= Aim of the task =
Work through the data below and give the number of lines holding "ApiConfig", nothing more.

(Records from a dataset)
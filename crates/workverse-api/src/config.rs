//! API configuration.

use std::path::PathBuf;
use std::time::Duration;

/// API server configuration.
#[derive(Debug, Clone)]
pub struct ApiConfig {
    /// Server host
    pub host: String,
    /// Server port
    pub port: u16,
    /// SQLite database URL
    pub database_url: String,
    /// Secret for signing session tokens
    pub jwt_secret: String,
    /// Session token lifetime
    pub token_ttl: Duration,
    /// Directory for uploaded CVs
    pub upload_dir: PathBuf,
    /// Max uploaded CV size in bytes
    pub max_cv_size: usize,
    /// CORS origins
    pub cors_origins: Vec<String>,
    /// Rate limit requests per second
    pub rate_limit_rps: u32,
    /// Max request body size
    pub max_body_size: usize,
    /// bcrypt cost factor
    pub bcrypt_cost: u32,
    /// Environment (development/production)
    pub environment: String,
}

impl Default for ApiConfig {
    fn default() -> Self {
        Self {
            host: "0.0.0.0".to_string(),
            port: 8000,
            database_url: "sqlite://workverse.db".to_string(),
            jwt_secret: "dev-secret-change-me".to_string(),
            token_ttl: Duration::from_secs(24 * 3600),
            upload_dir: PathBuf::from("uploads"),
            max_cv_size: 5 * 1024 * 1024,
            cors_origins: vec!["*".to_string()],
            rate_limit_rps: 10,
            max_body_size: 10 * 1024 * 1024, // 10MB
            bcrypt_cost: bcrypt::DEFAULT_COST,
            environment: "development".to_string(),
        }
    }
}

impl ApiConfig {
    /// Create config from environment variables.
    pub fn from_env() -> Self {
        let defaults = Self::default();
        Self {
            host: std::env::var("API_HOST").unwrap_or(defaults.host),
            port: std::env::var("API_PORT")
                .ok()
                .and_then(|s| s.parse().ok())
                .unwrap_or(defaults.port),
            database_url: std::env::var("DATABASE_URL").unwrap_or(defaults.database_url),
            jwt_secret: std::env::var("JWT_SECRET").unwrap_or(defaults.jwt_secret),
            token_ttl: Duration::from_secs(
                std::env::var("TOKEN_TTL_HOURS")
                    .ok()
                    .and_then(|s| s.parse::<u64>().ok())
                    .map(|h| h * 3600)
                    .unwrap_or(24 * 3600),
            ),
            upload_dir: std::env::var("UPLOAD_DIR")
                .map(PathBuf::from)
                .unwrap_or(defaults.upload_dir),
            max_cv_size: std::env::var("MAX_CV_SIZE")
                .ok()
                .and_then(|s| s.parse().ok())
                .unwrap_or(defaults.max_cv_size),
            cors_origins: std::env::var("CORS_ORIGINS")
                .map(|s| s.split(',').map(|s| s.trim().to_string()).collect())
                .unwrap_or(defaults.cors_origins),
            rate_limit_rps: std::env::var("RATE_LIMIT_RPS")
                .ok()
                .and_then(|s| s.parse().ok())
                .unwrap_or(defaults.rate_limit_rps),
            max_body_size: std::env::var("MAX_BODY_SIZE")
                .ok()
                .and_then(|s| s.parse().ok())
                .unwrap_or(defaults.max_body_size),
            bcrypt_cost: std::env::var("BCRYPT_COST")
                .ok()
                .and_then(|s| s.parse().ok())
                .unwrap_or(defaults.bcrypt_cost),
            environment: std::env::var("ENVIRONMENT").unwrap_or(defaults.environment),
        }
    }

    /// Check if running in production mode.
    pub fn is_production(&self) -> bool {
        self.environment.to_lowercase() == "production"
    }
}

= Task response =
3